** Recorded data follows **

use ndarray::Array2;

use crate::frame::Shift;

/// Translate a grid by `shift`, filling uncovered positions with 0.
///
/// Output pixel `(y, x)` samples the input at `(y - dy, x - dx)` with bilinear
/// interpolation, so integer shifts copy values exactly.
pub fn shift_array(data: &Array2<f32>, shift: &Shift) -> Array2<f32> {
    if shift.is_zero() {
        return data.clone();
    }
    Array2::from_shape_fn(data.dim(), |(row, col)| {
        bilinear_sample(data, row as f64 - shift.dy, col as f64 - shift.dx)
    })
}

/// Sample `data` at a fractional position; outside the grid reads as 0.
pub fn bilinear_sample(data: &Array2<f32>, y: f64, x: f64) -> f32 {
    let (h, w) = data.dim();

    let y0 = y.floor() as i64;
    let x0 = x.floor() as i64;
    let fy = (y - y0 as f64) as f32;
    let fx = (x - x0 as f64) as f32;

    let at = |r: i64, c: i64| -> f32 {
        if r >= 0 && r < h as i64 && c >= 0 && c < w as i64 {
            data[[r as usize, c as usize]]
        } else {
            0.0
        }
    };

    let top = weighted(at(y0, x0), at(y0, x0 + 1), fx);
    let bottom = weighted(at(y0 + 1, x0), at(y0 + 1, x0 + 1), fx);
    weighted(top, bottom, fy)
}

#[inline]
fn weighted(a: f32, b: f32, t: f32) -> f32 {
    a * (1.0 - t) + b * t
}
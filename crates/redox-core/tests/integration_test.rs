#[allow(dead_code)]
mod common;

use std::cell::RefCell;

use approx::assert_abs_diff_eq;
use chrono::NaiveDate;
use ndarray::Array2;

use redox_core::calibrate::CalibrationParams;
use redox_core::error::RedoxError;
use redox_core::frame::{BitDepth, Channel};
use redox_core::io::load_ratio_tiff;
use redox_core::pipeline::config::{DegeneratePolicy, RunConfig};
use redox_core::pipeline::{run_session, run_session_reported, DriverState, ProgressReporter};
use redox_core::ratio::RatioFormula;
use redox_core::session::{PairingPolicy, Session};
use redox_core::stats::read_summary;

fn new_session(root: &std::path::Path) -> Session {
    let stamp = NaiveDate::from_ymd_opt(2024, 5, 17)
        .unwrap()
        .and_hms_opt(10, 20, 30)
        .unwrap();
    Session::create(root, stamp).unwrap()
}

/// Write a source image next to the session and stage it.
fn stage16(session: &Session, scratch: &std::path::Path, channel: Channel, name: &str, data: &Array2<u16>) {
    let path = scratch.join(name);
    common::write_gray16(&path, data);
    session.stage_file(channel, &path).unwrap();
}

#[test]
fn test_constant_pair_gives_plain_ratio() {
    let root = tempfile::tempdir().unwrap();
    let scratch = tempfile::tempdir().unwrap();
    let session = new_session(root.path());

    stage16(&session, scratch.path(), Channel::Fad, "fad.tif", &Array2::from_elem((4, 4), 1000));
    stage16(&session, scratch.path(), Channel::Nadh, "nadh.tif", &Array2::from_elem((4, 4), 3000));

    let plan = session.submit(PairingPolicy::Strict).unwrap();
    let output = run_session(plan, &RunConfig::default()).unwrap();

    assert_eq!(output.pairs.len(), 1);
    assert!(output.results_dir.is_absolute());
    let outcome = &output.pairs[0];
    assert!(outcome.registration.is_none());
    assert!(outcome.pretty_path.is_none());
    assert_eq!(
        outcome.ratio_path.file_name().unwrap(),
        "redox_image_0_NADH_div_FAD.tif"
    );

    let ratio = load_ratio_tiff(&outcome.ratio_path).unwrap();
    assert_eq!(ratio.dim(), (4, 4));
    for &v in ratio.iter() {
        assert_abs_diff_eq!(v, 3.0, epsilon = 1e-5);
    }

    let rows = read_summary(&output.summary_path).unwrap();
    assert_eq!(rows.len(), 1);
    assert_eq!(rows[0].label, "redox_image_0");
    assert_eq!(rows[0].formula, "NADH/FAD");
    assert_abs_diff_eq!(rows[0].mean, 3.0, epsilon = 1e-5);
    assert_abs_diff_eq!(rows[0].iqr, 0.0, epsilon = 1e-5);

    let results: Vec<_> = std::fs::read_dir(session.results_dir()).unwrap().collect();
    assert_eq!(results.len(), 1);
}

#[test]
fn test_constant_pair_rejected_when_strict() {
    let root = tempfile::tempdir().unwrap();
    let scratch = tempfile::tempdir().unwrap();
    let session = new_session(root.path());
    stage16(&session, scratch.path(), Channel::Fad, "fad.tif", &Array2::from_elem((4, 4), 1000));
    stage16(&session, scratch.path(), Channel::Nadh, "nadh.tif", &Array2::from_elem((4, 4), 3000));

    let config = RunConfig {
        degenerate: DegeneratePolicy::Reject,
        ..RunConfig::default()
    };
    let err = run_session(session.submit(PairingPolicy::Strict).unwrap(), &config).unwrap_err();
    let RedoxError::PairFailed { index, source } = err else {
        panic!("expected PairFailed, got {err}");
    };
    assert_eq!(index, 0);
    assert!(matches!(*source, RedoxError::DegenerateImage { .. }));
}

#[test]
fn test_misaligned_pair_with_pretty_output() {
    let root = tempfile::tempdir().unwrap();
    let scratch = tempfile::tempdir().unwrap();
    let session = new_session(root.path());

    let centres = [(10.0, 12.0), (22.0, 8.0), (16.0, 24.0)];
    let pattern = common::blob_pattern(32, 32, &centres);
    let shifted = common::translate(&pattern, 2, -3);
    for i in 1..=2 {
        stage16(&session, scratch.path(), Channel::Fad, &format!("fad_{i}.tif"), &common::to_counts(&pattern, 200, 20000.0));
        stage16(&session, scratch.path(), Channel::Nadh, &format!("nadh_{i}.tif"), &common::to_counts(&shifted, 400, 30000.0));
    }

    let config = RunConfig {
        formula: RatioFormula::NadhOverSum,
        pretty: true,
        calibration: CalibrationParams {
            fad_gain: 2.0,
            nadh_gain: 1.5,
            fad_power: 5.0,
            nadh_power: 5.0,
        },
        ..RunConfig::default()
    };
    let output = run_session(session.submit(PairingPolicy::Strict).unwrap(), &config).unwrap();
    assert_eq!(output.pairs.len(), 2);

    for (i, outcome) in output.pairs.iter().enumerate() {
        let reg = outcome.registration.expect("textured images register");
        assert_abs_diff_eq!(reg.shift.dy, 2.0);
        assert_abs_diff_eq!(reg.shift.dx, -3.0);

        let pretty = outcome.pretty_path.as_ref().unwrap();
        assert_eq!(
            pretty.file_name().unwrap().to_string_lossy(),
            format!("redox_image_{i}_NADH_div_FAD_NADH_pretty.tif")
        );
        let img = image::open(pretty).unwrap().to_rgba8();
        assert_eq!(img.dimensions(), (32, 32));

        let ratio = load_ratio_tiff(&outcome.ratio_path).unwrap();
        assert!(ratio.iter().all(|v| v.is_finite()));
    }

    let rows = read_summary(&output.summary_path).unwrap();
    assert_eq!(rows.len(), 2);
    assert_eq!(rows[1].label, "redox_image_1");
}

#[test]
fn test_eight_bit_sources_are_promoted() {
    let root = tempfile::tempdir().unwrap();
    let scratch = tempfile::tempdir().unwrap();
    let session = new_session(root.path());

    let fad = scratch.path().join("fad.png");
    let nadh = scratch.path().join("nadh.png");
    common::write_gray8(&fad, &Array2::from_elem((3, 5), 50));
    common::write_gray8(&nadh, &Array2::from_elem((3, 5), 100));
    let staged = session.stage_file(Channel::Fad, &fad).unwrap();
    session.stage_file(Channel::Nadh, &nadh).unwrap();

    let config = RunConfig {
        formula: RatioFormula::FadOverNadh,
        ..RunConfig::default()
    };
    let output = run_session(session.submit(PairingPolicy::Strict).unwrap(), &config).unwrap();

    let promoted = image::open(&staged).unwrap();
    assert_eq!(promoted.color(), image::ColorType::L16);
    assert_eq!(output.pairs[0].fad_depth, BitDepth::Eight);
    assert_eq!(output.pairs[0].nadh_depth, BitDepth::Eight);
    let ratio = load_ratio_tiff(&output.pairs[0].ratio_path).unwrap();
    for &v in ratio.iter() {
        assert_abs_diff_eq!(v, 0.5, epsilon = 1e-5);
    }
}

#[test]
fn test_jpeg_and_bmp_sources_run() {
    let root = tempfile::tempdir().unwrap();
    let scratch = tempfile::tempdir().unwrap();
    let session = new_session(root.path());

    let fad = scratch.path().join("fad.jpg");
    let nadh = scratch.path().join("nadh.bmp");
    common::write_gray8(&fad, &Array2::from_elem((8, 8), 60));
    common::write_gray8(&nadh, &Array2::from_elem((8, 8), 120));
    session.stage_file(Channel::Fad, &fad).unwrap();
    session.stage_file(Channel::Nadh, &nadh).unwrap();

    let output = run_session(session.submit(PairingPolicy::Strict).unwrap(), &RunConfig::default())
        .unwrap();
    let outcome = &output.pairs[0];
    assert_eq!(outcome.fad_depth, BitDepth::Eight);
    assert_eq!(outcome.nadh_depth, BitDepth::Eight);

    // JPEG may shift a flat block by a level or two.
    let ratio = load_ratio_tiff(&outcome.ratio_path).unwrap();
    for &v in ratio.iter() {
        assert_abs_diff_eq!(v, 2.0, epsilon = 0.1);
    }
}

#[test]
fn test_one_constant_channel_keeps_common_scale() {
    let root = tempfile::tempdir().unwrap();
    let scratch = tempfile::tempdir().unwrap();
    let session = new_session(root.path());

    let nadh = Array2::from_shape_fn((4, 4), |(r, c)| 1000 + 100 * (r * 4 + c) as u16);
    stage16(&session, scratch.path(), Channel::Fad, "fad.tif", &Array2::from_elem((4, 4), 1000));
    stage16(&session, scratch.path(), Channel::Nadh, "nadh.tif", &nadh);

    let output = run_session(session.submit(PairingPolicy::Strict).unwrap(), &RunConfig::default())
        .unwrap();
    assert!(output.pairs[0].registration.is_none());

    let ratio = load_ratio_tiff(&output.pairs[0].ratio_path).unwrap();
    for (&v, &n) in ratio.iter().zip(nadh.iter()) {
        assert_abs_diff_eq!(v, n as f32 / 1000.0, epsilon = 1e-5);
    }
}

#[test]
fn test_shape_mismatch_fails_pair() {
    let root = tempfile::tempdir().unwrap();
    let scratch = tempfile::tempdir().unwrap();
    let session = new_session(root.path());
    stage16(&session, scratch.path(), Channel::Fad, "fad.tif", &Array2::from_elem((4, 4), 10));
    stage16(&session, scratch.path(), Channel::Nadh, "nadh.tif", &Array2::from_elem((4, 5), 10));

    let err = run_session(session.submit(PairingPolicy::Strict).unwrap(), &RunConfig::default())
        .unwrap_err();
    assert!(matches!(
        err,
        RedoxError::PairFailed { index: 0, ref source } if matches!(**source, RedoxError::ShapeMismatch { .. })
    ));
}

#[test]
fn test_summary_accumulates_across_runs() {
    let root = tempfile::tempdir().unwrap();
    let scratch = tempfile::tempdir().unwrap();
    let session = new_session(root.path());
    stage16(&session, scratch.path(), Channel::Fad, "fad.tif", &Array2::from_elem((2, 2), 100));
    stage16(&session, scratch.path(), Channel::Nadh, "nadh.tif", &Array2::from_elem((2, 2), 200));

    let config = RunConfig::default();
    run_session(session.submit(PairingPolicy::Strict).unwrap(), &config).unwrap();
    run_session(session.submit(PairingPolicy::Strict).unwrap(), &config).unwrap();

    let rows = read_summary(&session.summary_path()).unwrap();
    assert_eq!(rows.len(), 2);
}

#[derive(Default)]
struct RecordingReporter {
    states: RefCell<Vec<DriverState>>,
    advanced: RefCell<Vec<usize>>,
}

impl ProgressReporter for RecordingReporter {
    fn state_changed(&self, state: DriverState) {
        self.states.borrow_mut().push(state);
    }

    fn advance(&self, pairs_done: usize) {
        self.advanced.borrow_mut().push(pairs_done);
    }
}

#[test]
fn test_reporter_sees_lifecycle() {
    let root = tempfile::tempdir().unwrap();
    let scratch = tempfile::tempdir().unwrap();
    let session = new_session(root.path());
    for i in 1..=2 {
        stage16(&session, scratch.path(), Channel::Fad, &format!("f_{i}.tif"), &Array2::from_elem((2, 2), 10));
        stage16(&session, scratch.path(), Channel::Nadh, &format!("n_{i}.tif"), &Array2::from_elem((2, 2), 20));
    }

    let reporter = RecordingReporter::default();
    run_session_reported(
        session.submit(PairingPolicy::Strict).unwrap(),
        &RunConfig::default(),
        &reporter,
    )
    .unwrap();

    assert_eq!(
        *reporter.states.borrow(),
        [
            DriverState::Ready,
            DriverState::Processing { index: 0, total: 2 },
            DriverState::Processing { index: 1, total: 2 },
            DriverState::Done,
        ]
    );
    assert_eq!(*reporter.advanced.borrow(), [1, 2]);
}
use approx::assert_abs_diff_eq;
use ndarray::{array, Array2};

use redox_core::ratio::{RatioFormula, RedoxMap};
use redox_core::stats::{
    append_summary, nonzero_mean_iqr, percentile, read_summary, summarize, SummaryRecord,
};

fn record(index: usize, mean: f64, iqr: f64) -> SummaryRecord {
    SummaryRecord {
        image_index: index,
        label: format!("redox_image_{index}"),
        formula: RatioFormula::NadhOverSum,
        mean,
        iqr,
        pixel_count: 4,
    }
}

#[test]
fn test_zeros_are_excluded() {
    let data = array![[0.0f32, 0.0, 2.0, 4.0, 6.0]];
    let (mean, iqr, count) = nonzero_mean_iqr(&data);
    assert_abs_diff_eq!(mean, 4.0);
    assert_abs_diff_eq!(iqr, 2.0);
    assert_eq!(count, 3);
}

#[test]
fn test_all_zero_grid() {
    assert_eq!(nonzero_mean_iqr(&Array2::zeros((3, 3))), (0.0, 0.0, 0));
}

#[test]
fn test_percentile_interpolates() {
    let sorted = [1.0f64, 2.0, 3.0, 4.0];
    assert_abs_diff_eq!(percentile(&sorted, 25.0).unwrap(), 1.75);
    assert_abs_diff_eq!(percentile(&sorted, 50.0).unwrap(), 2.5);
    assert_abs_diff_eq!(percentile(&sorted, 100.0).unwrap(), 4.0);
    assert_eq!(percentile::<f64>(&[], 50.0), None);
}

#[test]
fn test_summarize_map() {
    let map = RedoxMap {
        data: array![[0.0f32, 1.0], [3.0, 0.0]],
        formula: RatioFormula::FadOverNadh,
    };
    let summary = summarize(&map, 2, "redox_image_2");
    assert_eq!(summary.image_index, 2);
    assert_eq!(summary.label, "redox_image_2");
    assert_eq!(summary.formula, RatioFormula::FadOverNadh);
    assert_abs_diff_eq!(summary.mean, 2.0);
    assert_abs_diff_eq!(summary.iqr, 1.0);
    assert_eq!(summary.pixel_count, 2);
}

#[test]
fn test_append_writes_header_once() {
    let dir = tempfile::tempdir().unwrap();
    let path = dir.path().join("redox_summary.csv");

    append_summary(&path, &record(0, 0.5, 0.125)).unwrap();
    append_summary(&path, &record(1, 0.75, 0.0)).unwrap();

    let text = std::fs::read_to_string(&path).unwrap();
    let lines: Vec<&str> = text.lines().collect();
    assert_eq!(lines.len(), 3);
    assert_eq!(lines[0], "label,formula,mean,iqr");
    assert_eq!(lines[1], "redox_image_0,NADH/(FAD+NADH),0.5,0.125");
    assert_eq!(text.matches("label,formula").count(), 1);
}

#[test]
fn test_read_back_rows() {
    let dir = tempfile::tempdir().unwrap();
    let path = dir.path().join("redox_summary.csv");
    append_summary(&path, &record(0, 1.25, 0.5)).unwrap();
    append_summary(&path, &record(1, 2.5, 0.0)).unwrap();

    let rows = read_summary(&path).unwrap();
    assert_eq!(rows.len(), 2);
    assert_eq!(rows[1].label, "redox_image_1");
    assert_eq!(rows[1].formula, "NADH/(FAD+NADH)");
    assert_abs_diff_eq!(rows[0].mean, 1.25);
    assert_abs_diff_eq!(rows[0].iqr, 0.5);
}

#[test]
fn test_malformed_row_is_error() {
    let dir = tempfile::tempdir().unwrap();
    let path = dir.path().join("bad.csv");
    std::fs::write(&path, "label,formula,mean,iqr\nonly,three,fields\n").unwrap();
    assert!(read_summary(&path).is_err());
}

** End of Recorded data **

▸ **Your task**: Start with the first line. Please copy exactly each line of the listing through the one with "copy values exactly.", including it.

▸ **Written answer**:
use ndarray::Array2;

use crate::frame::Shift;

/// Translate a grid by `shift`, filling uncovered positions with 0.
///
/// Output pixel `(y, x)` samples the input at `(y - dy, x - dx)` with bilinear
/// interpolation, so integer shifts copy values exactly.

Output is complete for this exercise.